Task prompt:
Filter the entries below, keeping only lines with the word "tests".
------ Listed entries
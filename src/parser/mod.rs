//! Command-grammar parser.
//!
//! Recognizes the line-oriented configuration grammar:
//!
//! ```text
//! set <path-segment>+ [value]
//! delete <path-segment>+
//! comment <path-segment>+ <text>
//! rename <path-segment>+ to <new-name>
//! edit <path-segment>+
//! ```
//!
//! The grammar is intentionally lenient: blank lines, `#`/`!` comments, and
//! anything that does not match a statement shape (device banners, prompts)
//! are silently skipped. Segments and values may be quoted with `"` or `'`
//! to include literal whitespace; an unterminated quote fails only that line.
//!
//! [`Parser::parse_line`] is a stateless, single-pass recognizer. The `edit`
//! cursor — which makes subsequent command paths relative — lives in the
//! apply loop of [`Parser::parse_config`], not in the line parser.

use serde::{Deserialize, Serialize};
use tracing::debug;

use crate::tree::{ConfigNode, ConfigPath};

/// The statement shape of a parsed command.
#[derive(Debug, Clone, Copy, PartialEq, Eq, Serialize, Deserialize)]
#[serde(rename_all = "lowercase")]
pub enum CommandType {
    /// Create or overwrite a value at a path.
    Set,
    /// Tombstone a path.
    Delete,
    /// Attach an annotation to a path.
    Comment,
    /// Re-key the final segment of a path.
    Rename,
    /// Move the apply cursor to a path.
    Edit,
}

impl std::fmt::Display for CommandType {
    fn fmt(&self, f: &mut std::fmt::Formatter<'_>) -> std::fmt::Result {
        match self {
            CommandType::Set => write!(f, "set"),
            CommandType::Delete => write!(f, "delete"),
            CommandType::Comment => write!(f, "comment"),
            CommandType::Rename => write!(f, "rename"),
            CommandType::Edit => write!(f, "edit"),
        }
    }
}

/// A parsed grammar statement.
#[derive(Debug, Clone, PartialEq, Serialize, Deserialize)]
pub struct ConfigCommand {
    /// The statement shape.
    pub command_type: CommandType,
    /// Target path.
    pub path: ConfigPath,
    /// New value for `set`, comment text for `comment`, new name for `rename`.
    pub value: Option<String>,
    /// The original source line, kept for diagnostics.
    pub original: String,
}

impl ConfigCommand {
    /// Resolves this command's path relative to an `edit` cursor.
    pub fn with_base(&self, base: &[String]) -> ConfigCommand {
        if base.is_empty() {
            return self.clone();
        }
        let mut path = base.to_vec();
        path.extend(self.path.iter().cloned());
        ConfigCommand {
            path,
            ..self.clone()
        }
    }
}

/// Parser for the configuration command grammar.
#[derive(Debug, Clone, Copy, Default)]
pub struct Parser;

impl Parser {
    /// Creates a new parser.
    pub fn new() -> Self {
        Self
    }

    /// Parses a single line into a command.
    ///
    /// Returns `None` for blank lines, `#`/`!` comments, unrecognized
    /// statements, and lines with unterminated quotes — none of these are
    /// errors, the grammar tolerates textual noise.
    pub fn parse_line(&self, line: &str) -> Option<ConfigCommand> {
        let line = line.trim();

        if line.is_empty() || line.starts_with('#') || line.starts_with('!') {
            return None;
        }

        let (keyword, rest) = match line.split_once(char::is_whitespace) {
            Some((keyword, rest)) => (keyword, rest.trim()),
            None => (line, ""),
        };

        let command = match keyword.to_ascii_lowercase().as_str() {
            "set" => self.parse_set(rest, line),
            "delete" => self.parse_delete(rest, line),
            "comment" => self.parse_comment(rest, line),
            "rename" => self.parse_rename(rest, line),
            "edit" => self.parse_edit(rest, line),
            _ => None,
        };

        if command.is_none() {
            debug!(line, "skipping unrecognized configuration line");
        }
        command
    }

    /// Parses complete configuration text into a tree.
    ///
    /// Starts from an empty tree and applies each successfully parsed command
    /// in order. `edit` statements move the cursor; all other paths are
    /// resolved relative to it.
    pub fn parse_config(&self, text: &str) -> ConfigNode {
        let mut root = ConfigNode::new();
        let mut cursor: Vec<String> = Vec::new();

        for line in text.lines() {
            let Some(command) = self.parse_line(line) else {
                continue;
            };
            if command.command_type == CommandType::Edit {
                cursor = command.path;
                continue;
            }
            root.apply(&command.with_base(&cursor));
        }

        root
    }

    /// `set <path>+ [value]` — with two or more tokens the final token is the
    /// value; a single token is a valueless path. Deterministic, but
    /// genuinely ambiguous for valueless multi-segment paths (see tests).
    fn parse_set(&self, rest: &str, original: &str) -> Option<ConfigCommand> {
        let mut tokens = tokenize(rest)?;
        if tokens.is_empty() {
            return None;
        }
        let value = if tokens.len() >= 2 { tokens.pop() } else { None };
        Some(ConfigCommand {
            command_type: CommandType::Set,
            path: tokens,
            value,
            original: original.to_string(),
        })
    }

    fn parse_delete(&self, rest: &str, original: &str) -> Option<ConfigCommand> {
        let tokens = tokenize(rest)?;
        if tokens.is_empty() {
            return None;
        }
        Some(ConfigCommand {
            command_type: CommandType::Delete,
            path: tokens,
            value: None,
            original: original.to_string(),
        })
    }

    /// `comment <path>+ <text>` — the final (conventionally quoted) token is
    /// the annotation text.
    fn parse_comment(&self, rest: &str, original: &str) -> Option<ConfigCommand> {
        let mut tokens = tokenize(rest)?;
        if tokens.len() < 2 {
            return None;
        }
        let text = tokens.pop();
        Some(ConfigCommand {
            command_type: CommandType::Comment,
            path: tokens,
            value: text,
            original: original.to_string(),
        })
    }

    /// `rename <path>+ to <new-name>` — split on the first ` to `.
    fn parse_rename(&self, rest: &str, original: &str) -> Option<ConfigCommand> {
        let lower = rest.to_ascii_lowercase();
        let idx = lower.find(" to ")?;
        let (old_part, new_part) = (&rest[..idx], &rest[idx + 4..]);

        let path = tokenize(old_part)?;
        let new_name = tokenize(new_part)?.into_iter().next()?;
        if path.is_empty() {
            return None;
        }
        Some(ConfigCommand {
            command_type: CommandType::Rename,
            path,
            value: Some(new_name),
            original: original.to_string(),
        })
    }

    fn parse_edit(&self, rest: &str, original: &str) -> Option<ConfigCommand> {
        let tokens = tokenize(rest)?;
        if tokens.is_empty() {
            return None;
        }
        Some(ConfigCommand {
            command_type: CommandType::Edit,
            path: tokens,
            value: None,
            original: original.to_string(),
        })
    }
}

/// Splits a string on whitespace, treating quoted substrings as atomic
/// tokens. Quotes are stripped; whitespace inside quotes is preserved.
/// Returns `None` on an unterminated quote.
fn tokenize(input: &str) -> Option<Vec<String>> {
    let mut tokens = Vec::new();
    let mut current = String::new();
    let mut in_quotes = false;
    let mut quote_char = ' ';

    for ch in input.chars() {
        if (ch == '"' || ch == '\'') && (!in_quotes || ch == quote_char) {
            if in_quotes {
                in_quotes = false;
            } else {
                in_quotes = true;
                quote_char = ch;
            }
            continue;
        }

        if ch.is_whitespace() && !in_quotes {
            if !current.is_empty() {
                tokens.push(std::mem::take(&mut current));
            }
            continue;
        }

        current.push(ch);
    }

    if in_quotes {
        return None;
    }
    if !current.is_empty() {
        tokens.push(current);
    }

    Some(tokens)
}

#[cfg(test)]
mod tests {
    use super::*;

    fn parse(line: &str) -> Option<ConfigCommand> {
        Parser::new().parse_line(line)
    }

    #[test]
    fn test_set_with_quoted_value() {
        let cmd = parse("set interfaces ethernet eth0 address '192.168.1.1/24'").unwrap();
        assert_eq!(cmd.command_type, CommandType::Set);
        assert_eq!(cmd.path, vec!["interfaces", "ethernet", "eth0", "address"]);
        assert_eq!(cmd.value.as_deref(), Some("192.168.1.1/24"));
    }

    #[test]
    fn test_quoted_value_preserves_whitespace() {
        let cmd = parse(r#"set interfaces ethernet eth0 description "Uplink to core""#).unwrap();
        assert_eq!(cmd.value.as_deref(), Some("Uplink to core"));
    }

    #[test]
    fn test_single_token_set_has_no_value() {
        let cmd = parse("set interfaces").unwrap();
        assert_eq!(cmd.path, vec!["interfaces"]);
        assert_eq!(cmd.value, None);
    }

    #[test]
    fn test_blank_comment_and_banner_lines_yield_none() {
        assert!(parse("").is_none());
        assert!(parse("   ").is_none());
        assert!(parse("# a comment").is_none());
        assert!(parse("! legacy comment").is_none());
        assert!(parse("Welcome to the router CLI").is_none());
    }

    #[test]
    fn test_unterminated_quote_skips_line() {
        assert!(parse("set system host-name 'router").is_none());
    }

    #[test]
    fn test_keywords_are_case_insensitive() {
        let cmd = parse("SET system host-name router1").unwrap();
        assert_eq!(cmd.command_type, CommandType::Set);
        assert!(parse("Delete system ntp").is_some());
    }

    #[test]
    fn test_delete_and_comment() {
        let del = parse("delete interfaces ethernet eth0 description").unwrap();
        assert_eq!(del.command_type, CommandType::Delete);
        assert_eq!(del.path.len(), 4);
        assert_eq!(del.value, None);

        let com = parse(r#"comment firewall name in "WAN inbound""#).unwrap();
        assert_eq!(com.command_type, CommandType::Comment);
        assert_eq!(com.path, vec!["firewall", "name", "in"]);
        assert_eq!(com.value.as_deref(), Some("WAN inbound"));
    }

    #[test]
    fn test_rename() {
        let cmd = parse("rename interfaces ethernet eth0 to eth1").unwrap();
        assert_eq!(cmd.command_type, CommandType::Rename);
        assert_eq!(cmd.path, vec!["interfaces", "ethernet", "eth0"]);
        assert_eq!(cmd.value.as_deref(), Some("eth1"));
    }

    #[test]
    fn test_edit_sets_cursor_for_subsequent_commands() {
        let text = "edit interfaces ethernet eth0\nset address '10.0.0.1/24'\nset mtu 1500";
        let tree = Parser::new().parse_config(text);
        let address = tree.get_child(&["interfaces", "ethernet", "eth0", "address"]);
        assert!(address.is_some());
        assert_eq!(
            tree.get_child(&["interfaces", "ethernet", "eth0", "mtu"])
                .and_then(|n| n.value.clone()),
            Some(serde_json::json!("1500"))
        );
    }

    // The grammar cannot distinguish "multi-segment path without a value"
    // from "path whose final token is a value". The deterministic rule is:
    // two or more tokens means the last one is the value.
    #[test]
    fn test_set_without_value_is_ambiguous() {
        let cmd = parse("set service ssh").unwrap();
        assert_eq!(cmd.path, vec!["service"]);
        assert_eq!(cmd.value.as_deref(), Some("ssh"));
    }

    #[test]
    fn test_tokenize_mixed_quotes() {
        let tokens = tokenize(r#"a "b c" 'd e' f"#).unwrap();
        assert_eq!(tokens, vec!["a", "b c", "d e", "f"]);
        // a quote character of the other kind is literal inside quotes
        let tokens = tokenize(r#""it's fine""#).unwrap();
        assert_eq!(tokens, vec!["it's fine"]);
    }
}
------------
Your solution:
    /// genuinely ambiguous for valueless multi-segment paths (see tests).
mod tests {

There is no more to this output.